Sebagaimana disampaikan Novel sebelumnya, Haris menyebutkan bahwa pihaknya tidak tahu-menahu siapa dua tersangka itu dan ada kaitan apa dengan Novel. Apalagi bila melihat keterangan seorang tersangka saat dipindahkan polisi dari Polda Metro Jaya ke Bareskrim Polri. Haris melihat seolah-olah tersangka punya masalah pribadi dengan Novel. Padahal, Novel sama sekali tidak mengenal mereka.

Menurut Haris, pengungkapan dua tersangka itu justru aneh. Dia bahkan menyebutkan, terkesan ada upaya pengaburan masalah dalam penanganan kasus Novel. Sejak awal pihaknya melihat ada kejanggalan dalam penanganan kasus tersebut. Misalnya, ada barang bukti yang hilang. Padahal, bukti itu sangat penting. Kejanggalan tersebut, kata dia, kian jelas saat Polri mengumumkan kedua tersangka.

”Keanehan itu bisa kami jawab hari ini. Oh, ternyata memang untuk mengaburkan masalah dan terbukti hari ini disebut dua orang yang punya dendam pribadi,” ungkap dia. Meski Polri belum menyampaikan secara pasti motif tersangka, sempat beredar informasi dari Indonesia Police Watch (IPW) bahwa tersangka menyiramkan air keras kepada Novel karena punya dendam.

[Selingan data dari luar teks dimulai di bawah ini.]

//! Byte-level synthesis of fixture content.
//!
//! Binary fixtures are stand-ins, not parseable documents: a format signature
//! followed by filler, which is all the upload surfaces sniff for.

use crate::catalog::{FileKind, FixtureSpec};
use crate::error::{FixtureError, Result};
use rand::rngs::OsRng;
use rand::RngCore;

/// ZIP local file header (`PK\x03\x04`), shared by docx/xlsx/pptx.
pub const ZIP_SIGNATURE: [u8; 4] = [0x50, 0x4B, 0x03, 0x04];

/// OLE compound file header used by legacy doc/xls/ppt.
pub const OLE_SIGNATURE: [u8; 8] = [0xD0, 0xCF, 0x11, 0xE0, 0xA1, 0xB1, 0x1A, 0xE1];

pub const PNG_SIGNATURE: [u8; 8] = [0x89, 0x50, 0x4E, 0x47, 0x0D, 0x0A, 0x1A, 0x0A];

/// JPEG SOI followed by an APP0 marker.
pub const JPEG_SIGNATURE: [u8; 4] = [0xFF, 0xD8, 0xFF, 0xE0];

/// Comment line separating the PDF body from its filler.
const PDF_PADDING_MARKER: &str = "\n% Padding:\n";

const PDF_FILLER: u8 = b'X';

/// Minimal one-page PDF with a Helvetica text run.
pub const PDF_BODY: &str = "%PDF-1.4
1 0 obj
<< /Type /Catalog /Pages 2 0 R >>
endobj
2 0 obj
<< /Type /Pages /Kids [3 0 R] /Count 1 >>
endobj
3 0 obj
<< /Type /Page /Parent 2 0 R /Resources << /Font << /F1 << /Type /Font /Subtype /Type1 /BaseFont /Helvetica >> >> >> /MediaBox [0 0 612 792] /Contents 4 0 R >>
endobj
4 0 obj
<< /Length 44 >>
stream
BT
/F1 12 Tf
100 700 Td
(Test PDF Document) Tj
ET
endstream
endobj
xref
0 5
0000000000 65535 f
0000000009 00000 n
0000000056 00000 n
0000000115 00000 n
0000000317 00000 n
trailer
<< /Size 5 /Root 1 0 R >>
startxref
406
%%EOF
";

pub const SVG_MARKUP: &str = r#"<?xml version="1.0" encoding="UTF-8"?>
<svg width="100" height="100" xmlns="http://www.w3.org/2000/svg">
  <circle cx="50" cy="50" r="40" fill="blue" />
  <text x="50" y="55" text-anchor="middle" fill="white" font-size="16">Test</text>
</svg>
"#;

pub const CSV_TABLE: &str = "Name,Email,Age,City
John Doe,john@example.com,30,New York
Jane Smith,jane@example.com,25,Los Angeles
Bob Johnson,bob@example.com,35,Chicago
";

/// Signature an image fixture starts with, chosen by file extension.
/// Extensions without a known signature (gif, webp, ...) get none.
pub fn image_signature(name: &str) -> &'static [u8] {
    match extension_of(name).as_deref() {
        Some("png") => &PNG_SIGNATURE,
        Some("jpg") | Some("jpeg") => &JPEG_SIGNATURE,
        _ => &[],
    }
}

/// Lowercased extension without the dot.
pub fn extension_of(name: &str) -> Option<String> {
    std::path::Path::new(name)
        .extension()
        .and_then(|ext| ext.to_str())
        .map(|ext| ext.to_ascii_lowercase())
}

/// Append `fill` bytes to `header` until the buffer is exactly `target` bytes.
///
/// A target smaller than the header is a caller error: truncating would
/// corrupt the signature the fixture exists to carry.
pub fn pad_to(name: &str, header: &[u8], target: u64, fill: u8) -> Result<Vec<u8>> {
    let header_len = header.len() as u64;
    if target < header_len {
        return Err(FixtureError::SizeBelowHeader {
            name: name.to_string(),
            header_len,
            requested: target,
        });
    }

    let mut content = Vec::with_capacity(target as usize);
    content.extend_from_slice(header);
    content.resize(target as usize, fill);
    Ok(content)
}

fn pdf_header() -> Vec<u8> {
    let mut header = PDF_BODY.as_bytes().to_vec();
    header.extend_from_slice(PDF_PADDING_MARKER.as_bytes());
    header
}

fn random_bytes(len: u64) -> Result<Vec<u8>> {
    let mut content = vec![0u8; len as usize];
    OsRng.try_fill_bytes(&mut content)?;
    Ok(content)
}

/// Render the full byte content for one catalog entry.
pub fn render(spec: &FixtureSpec) -> Result<Vec<u8>> {
    let target = spec.size_bytes;
    match &spec.kind {
        FileKind::Text { content } => Ok(content.as_bytes().to_vec()),
        FileKind::Svg => Ok(SVG_MARKUP.as_bytes().to_vec()),
        FileKind::Csv => Ok(CSV_TABLE.as_bytes().to_vec()),
        FileKind::Empty => Ok(Vec::new()),
        FileKind::Pdf => pad_to(&spec.name, &pdf_header(), target, PDF_FILLER),
        FileKind::ZipContainer => pad_to(&spec.name, &ZIP_SIGNATURE, target, 0),
        FileKind::OleCompound => pad_to(&spec.name, &OLE_SIGNATURE, target, 0),
        FileKind::Image => pad_to(&spec.name, image_signature(&spec.name), target, 0),
        FileKind::Filled { byte } => Ok(vec![*byte; target as usize]),
        FileKind::Random => random_bytes(target),
    }
}

#[cfg(test)]
mod tests {
    use super::*;
    use crate::catalog::FixtureRole;

    #[test]
    fn test_pad_to_exact_length() {
        let content = pad_to("report.docx", &ZIP_SIGNATURE, 4096, 0).unwrap();
        assert_eq!(content.len(), 4096);
        assert_eq!(&content[..4], &ZIP_SIGNATURE);
        assert!(content[4..].iter().all(|b| *b == 0));
    }

    #[test]
    fn test_pad_to_header_only() {
        let content = pad_to("tiny.xls", &OLE_SIGNATURE, 8, 0).unwrap();
        assert_eq!(content, OLE_SIGNATURE.to_vec());
    }

    #[test]
    fn test_pad_to_rejects_target_below_header() {
        let err = pad_to("tiny.png", &PNG_SIGNATURE, 7, 0).unwrap_err();
        match err {
            FixtureError::SizeBelowHeader { header_len, requested, .. } => {
                assert_eq!(header_len, 8);
                assert_eq!(requested, 7);
            }
            other => panic!("unexpected error: {}", other),
        }
    }

    #[test]
    fn test_image_signature_by_extension() {
        assert_eq!(image_signature("photo.JPG"), &JPEG_SIGNATURE);
        assert_eq!(image_signature("sample.jpeg"), &JPEG_SIGNATURE);
        assert_eq!(image_signature("image.png"), &PNG_SIGNATURE);
        assert!(image_signature("sample.gif").is_empty());
        assert!(image_signature("sample.webp").is_empty());
        assert!(image_signature("noext").is_empty());
    }

    #[test]
    fn test_render_pdf_is_exact_and_padded() {
        let spec = FixtureSpec::new("sample.pdf", 8 * 1024, FileKind::Pdf, FixtureRole::Supported);
        let content = render(&spec).unwrap();
        assert_eq!(content.len(), 8 * 1024);
        assert!(content.starts_with(b"%PDF-1.4"));
        assert_eq!(content.last(), Some(&PDF_FILLER));
    }

    #[test]
    fn test_render_pdf_without_padding() {
        let header_len = pdf_header().len() as u64;
        let spec = FixtureSpec::new("snug.pdf", header_len, FileKind::Pdf, FixtureRole::Supported);
        let content = render(&spec).unwrap();
        assert_eq!(content.len() as u64, header_len);
        assert!(content.ends_with(PDF_PADDING_MARKER.as_bytes()));
    }

    #[test]
    fn test_render_random_has_requested_length() {
        let spec = FixtureSpec::new("video.mp4", 2048, FileKind::Random, FixtureRole::Unsupported);
        let first = render(&spec).unwrap();
        let second = render(&spec).unwrap();
        assert_eq!(first.len(), 2048);
        // 2 KiB from the OS RNG colliding would mean the source is broken
        assert_ne!(first, second);
    }

    #[test]
    fn test_render_filled() {
        let spec = FixtureSpec::new("a.txt", 100, FileKind::Filled { byte: b'A' }, FixtureRole::AtLimit);
        let content = render(&spec).unwrap();
        assert_eq!(content, vec![b'A'; 100]);
    }

    #[test]
    fn test_sniffable_signatures() {
        let png = pad_to("x.png", &PNG_SIGNATURE, 64, 0).unwrap();
        assert_eq!(infer::get(&png).map(|t| t.mime_type()), Some("image/png"));

        let jpeg = pad_to("x.jpg", &JPEG_SIGNATURE, 64, 0).unwrap();
        assert_eq!(infer::get(&jpeg).map(|t| t.mime_type()), Some("image/jpeg"));

        let pdf = render(&FixtureSpec::new("x.pdf", 2048, FileKind::Pdf, FixtureRole::Supported)).unwrap();
        assert_eq!(infer::get(&pdf).map(|t| t.mime_type()), Some("application/pdf"));
    }
}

Haris menilai pengumuman dua tersangka itu adalah upaya mengaburkan masalah yang selama ini melingkupi pengusutan kasus tersebut. ”Dari tim teknis beda, dibandingkan dengan fakta, saksi, dan lain-lain juga beda.”

Lebih jauh lagi, Haris menuturkan, jangan sampai pengumuman dilakukan Polri lantaran desakan publik dan target-target dari presiden. Sehingga fakta-fakta yang sudah ditemukan malah dikesampingkan. Haris melihat tekanan itu membuat Polri, mau tidak mau, seperti terburu-buru mengungkap tersangka.

”Saya lihat ini kan cuma mau nyeneng-nyenengin presiden saja,” kata Haris. Dia belum yakin dua tersangka tersebut benar-benar pelaku penyiraman air keras terhadap Novel. ”Ibarat kata, pasang badan aja lah,” tambahnya. Meski demikian, perkembangan penanganan kasus itu tetap dia ikuti.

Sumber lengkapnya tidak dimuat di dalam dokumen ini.